Maybe, if I change the type of explorer, it will refresh the schema (but for me its not 100 % reliable) ?

explorer.PNG

 

tgb417
Neuron
Neuron

@Tuong-Vi 

As a Neuron, I suspect that you are on a recent version of DSS.

I have definitely seen some of the kinds of changes you are calling out in visual recipes.  Maybe not as bad as it was back when I started with DSS.  (Or maybe I understand how to deal with Schema problems a little bit better.)

Tuong-Vi
Neuron
Neuron

Hello,

We're using V8.0.2 (but I have already seen this issue with V5). At Generali, there are hive tables as sources so data formats (theoretically) are well managed before ingestion in dss.

I did some tests with local machine with postgree table and csv file to be sure I can reproduce this case. It make sense that the more i have completeness, the more schemas will stay stable accross dss flow. I guess null/blank values have to be treated by users before run dss flows.

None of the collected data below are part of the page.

pub mod crossfit;
pub mod data;
pub mod error;
pub mod evaluation;
pub mod fit;
pub mod learners;
pub mod parallel;
pub mod pipeline;
pub mod preprocessing;
pub mod scoring;
pub mod validation;

// Re-export commonly used types at crate root
pub use crossfit::{FitParams, LearnerCrossfit};
pub use data::{Features, Sample};
pub use error::{CrossfitError, CrossfitResult, LearnerError, LearnerResult};
pub use fit::Fittable;
pub use learners::{Learner, LearnerKind, LearnerParams, MajorityClassLearner, MeanLearner, StumpLearner};
pub use parallel::{Backend, ParallelConfig, Parallelizable};
pub use pipeline::{Estimator, LearnerPipeline, Pipeline};
pub use scoring::{Scorer, Scoring};
pub use validation::{BootstrapCV, CrossValidator, KFold, PredefinedSplits, Split, StationaryBootstrapCV};
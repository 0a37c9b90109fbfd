//! Evaluation metrics used by the built-in scorers.
//!
//! Every metric takes optional sample weights; `None` weighs all observations
//! equally. Inputs with no rows, or whose weights sum to zero, score `NaN`;
//! [`Scorer`](crate::scoring::Scorer) rejects such slices before any metric runs.

use ndarray::Array1;

/// Weighted average of per-observation values.
fn weighted_average<I>(values: I, weight: Option<&Array1<f64>>) -> f64
where
    I: Iterator<Item = f64>,
{
    match weight {
        None => {
            let (sum, n) = values.fold((0.0, 0usize), |(s, n), v| (s + v, n + 1));
            if n == 0 {
                f64::NAN
            } else {
                sum / n as f64
            }
        }
        Some(w) => {
            let total = w.sum();
            if total <= 0.0 {
                return f64::NAN;
            }
            values.zip(w.iter()).map(|(v, wi)| v * wi).sum::<f64>() / total
        }
    }
}

/// Compute the mean absolute error.
pub fn mean_absolute_error(
    predicted: &Array1<f64>,
    actual: &Array1<f64>,
    weight: Option<&Array1<f64>>,
) -> f64 {
    weighted_average(
        predicted.iter().zip(actual.iter()).map(|(p, a)| (p - a).abs()),
        weight,
    )
}

/// Compute the mean squared error.
pub fn mean_squared_error(
    predicted: &Array1<f64>,
    actual: &Array1<f64>,
    weight: Option<&Array1<f64>>,
) -> f64 {
    weighted_average(
        predicted.iter().zip(actual.iter()).map(|(p, a)| (p - a).powi(2)),
        weight,
    )
}

/// Compute the root mean squared error.
pub fn root_mean_squared_error(
    predicted: &Array1<f64>,
    actual: &Array1<f64>,
    weight: Option<&Array1<f64>>,
) -> f64 {
    mean_squared_error(predicted, actual, weight).sqrt()
}

/// Coefficient of determination.
///
/// # Arguments
/// * `predicted` - Predicted values.
/// * `actual` - Observed values.
/// * `weight` - Optional sample weights.
///
/// # Returns
/// `1 - SS_res / SS_tot`. When the observed values are constant the score is
/// `1.0` for a perfect prediction and `0.0` otherwise. Fewer than two
/// observations give `NaN`.
pub fn r2_score(
    predicted: &Array1<f64>,
    actual: &Array1<f64>,
    weight: Option<&Array1<f64>>,
) -> f64 {
    if actual.len() < 2 {
        return f64::NAN;
    }
    let mean = weighted_average(actual.iter().copied(), weight);
    let ss_res = mean_squared_error(predicted, actual, weight);
    let ss_tot = weighted_average(actual.iter().map(|a| (a - mean).powi(2)), weight);
    if ss_tot <= f64::EPSILON {
        return if ss_res <= f64::EPSILON { 1.0 } else { 0.0 };
    }
    1.0 - ss_res / ss_tot
}

/// Fraction of (weighted) observations whose predicted label equals the actual one.
pub fn accuracy(predicted: &Array1<f64>, actual: &Array1<f64>, weight: Option<&Array1<f64>>) -> f64 {
    weighted_average(
        predicted
            .iter()
            .zip(actual.iter())
            .map(|(p, a)| if p == a { 1.0 } else { 0.0 }),
        weight,
    )
}
use serde::{Deserialize, Serialize};

/// Input document sent to both generation endpoints.
#[derive(Debug, Clone, Serialize, Deserialize, PartialEq, Eq)]
pub struct TextRequest {
    pub text: String,
}

#[derive(Debug, Clone, Serialize, Deserialize, PartialEq, Eq)]
pub struct SummaryResponse {
    pub summary: String,
}

/// Points come back in display order; duplicates are allowed and an empty
/// list is a valid result.
#[derive(Debug, Clone, Serialize, Deserialize, PartialEq, Eq)]
pub struct BulletPointsResponse {
    pub bullet_points: Vec<String>,
}

/// Credential issued by the token endpoint. The server delivers the value
/// through a `token` cookie; `access_token` carries that same value.
#[derive(Debug, Clone, Serialize, Deserialize, PartialEq, Eq)]
pub struct TokenResponse {
    pub access_token: String,
    pub token_type: String,
}
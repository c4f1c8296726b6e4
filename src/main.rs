use anyhow::Result;

#[tokio::main]
async fn main() -> Result<()> {
    briefly::cli::run().await
}
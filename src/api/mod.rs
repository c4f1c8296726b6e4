pub mod client;
pub mod error;
pub mod types;

pub use client::SummaryClient;
pub use error::RequestError;
pub use types::{BulletPointsResponse, SummaryResponse, TextRequest, TokenResponse};
use std::time::Duration;

use reqwest::header::{COOKIE, SET_COOKIE};
use reqwest::{Client, RequestBuilder, Response};

use crate::api::error::RequestError;
use crate::api::types::{BulletPointsResponse, SummaryResponse, TextRequest, TokenResponse};

/// Cookie the server issues at login and expects back on protected calls.
const TOKEN_COOKIE: &str = "token";

const DEFAULT_TIMEOUT: Duration = Duration::from_secs(60);

/// Typed wrapper around the summarization backend.
///
/// Every operation is a single stateless round trip: no retries, no
/// caching, no ordering between calls. Concurrent calls from the same
/// client are unrelated requests.
#[derive(Debug, Clone)]
pub struct SummaryClient {
    http: Client,
    base_url: String,
    token: Option<String>,
}

impl SummaryClient {
    pub fn new(base_url: impl Into<String>) -> Self {
        Self::with_timeout(base_url, DEFAULT_TIMEOUT)
    }

    pub fn with_timeout(base_url: impl Into<String>, timeout: Duration) -> Self {
        let http = Client::builder()
            .timeout(timeout)
            .build()
            .expect("failed to build reqwest client");

        Self {
            http,
            base_url: base_url.into(),
            token: None,
        }
    }

    /// Attach a session token to all subsequent protected calls.
    pub fn with_token(mut self, token: impl Into<String>) -> Self {
        self.token = Some(token.into());
        self
    }

    /// Condense `text` into a short summary. The caller is expected to
    /// reject blank input before getting here.
    pub async fn generate_summary(&self, text: &str) -> Result<SummaryResponse, RequestError> {
        let request = TextRequest {
            text: text.to_string(),
        };

        let response = self
            .authorized(self.http.post(self.endpoint("/generate-summary/")))
            .json(&request)
            .send()
            .await?;

        let response = Self::check_status(response)?;
        Ok(response.json().await?)
    }

    /// Extract the key points of `text` as an ordered list. Same contract
    /// as [`generate_summary`](Self::generate_summary); an empty list is a
    /// valid outcome.
    pub async fn generate_bullet_points(
        &self,
        text: &str,
    ) -> Result<BulletPointsResponse, RequestError> {
        let request = TextRequest {
            text: text.to_string(),
        };

        let response = self
            .authorized(self.http.post(self.endpoint("/generate-bullet-points/")))
            .json(&request)
            .send()
            .await?;

        let response = Self::check_status(response)?;
        Ok(response.json().await?)
    }

    /// Invalidate the session on the server. Discarding the locally stored
    /// credential afterwards is the caller's responsibility.
    pub async fn logout(&self) -> Result<(), RequestError> {
        let response = self
            .authorized(self.http.post(self.endpoint("/logout")))
            .send()
            .await?;

        Self::check_status(response)?;
        Ok(())
    }

    /// Exchange username and password for a session token. The server
    /// answers with a `Set-Cookie: token=...` header rather than a JSON
    /// body, so the credential is lifted out of the cookie.
    pub async fn login(
        &self,
        username: &str,
        password: &str,
    ) -> Result<TokenResponse, RequestError> {
        let form = [("username", username), ("password", password)];

        let response = self
            .http
            .post(self.endpoint("/token"))
            .form(&form)
            .send()
            .await?;

        let response = Self::check_status(response)?;
        let access_token = extract_token_cookie(&response)
            .ok_or_else(|| RequestError::malformed("login response carried no token cookie"))?;

        Ok(TokenResponse {
            access_token,
            token_type: "bearer".to_string(),
        })
    }

    fn endpoint(&self, path: &str) -> String {
        format!("{}{}", self.base_url.trim_end_matches('/'), path)
    }

    fn authorized(&self, request: RequestBuilder) -> RequestBuilder {
        match &self.token {
            Some(token) => request.header(COOKIE, format!("{TOKEN_COOKIE}={token}")),
            None => request,
        }
    }

    fn check_status(response: Response) -> Result<Response, RequestError> {
        let status = response.status();
        if !status.is_success() {
            return Err(RequestError::status(status));
        }
        Ok(response)
    }
}

fn extract_token_cookie(response: &Response) -> Option<String> {
    response
        .headers()
        .get_all(SET_COOKIE)
        .iter()
        .filter_map(|value| value.to_str().ok())
        .find_map(|cookie| {
            let (name, rest) = cookie.split_once('=')?;
            if name.trim() != TOKEN_COOKIE {
                return None;
            }
            let value = rest.split(';').next()?.trim();
            if value.is_empty() {
                None
            } else {
                Some(value.to_string())
            }
        })
}

#[cfg(test)]
mod tests {
    use super::*;

    #[test]
    fn endpoint_joins_base_and_path() {
        let client = SummaryClient::new("http://localhost:8000/");
        assert_eq!(
            client.endpoint("/logout"),
            "http://localhost:8000/logout".to_string()
        );
    }
}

I'm aware I can fix it quickly with cast in an sql recipie, but I'm always looking for a graphical way to deal with this subject, for our clickers/beginner end-users 🙂

(I have posted a similar issue there )

AshleyW
Dataiker
Dataiker
Status changed to: Needs Info

Hi, 

Thanks for the suggestion @Tuong-Vi; we've heard similar requests. If I've understood the thread, you're looking for a visual-friendly way to prevent the Prepare from inferring data type where you want it to always 'inherit' those types from the input dataset?

Ashley

AshleyW
Dataiker
Dataiker

Hi @Tuong-Vi , let me know if I've correctly understood your request. Thanks!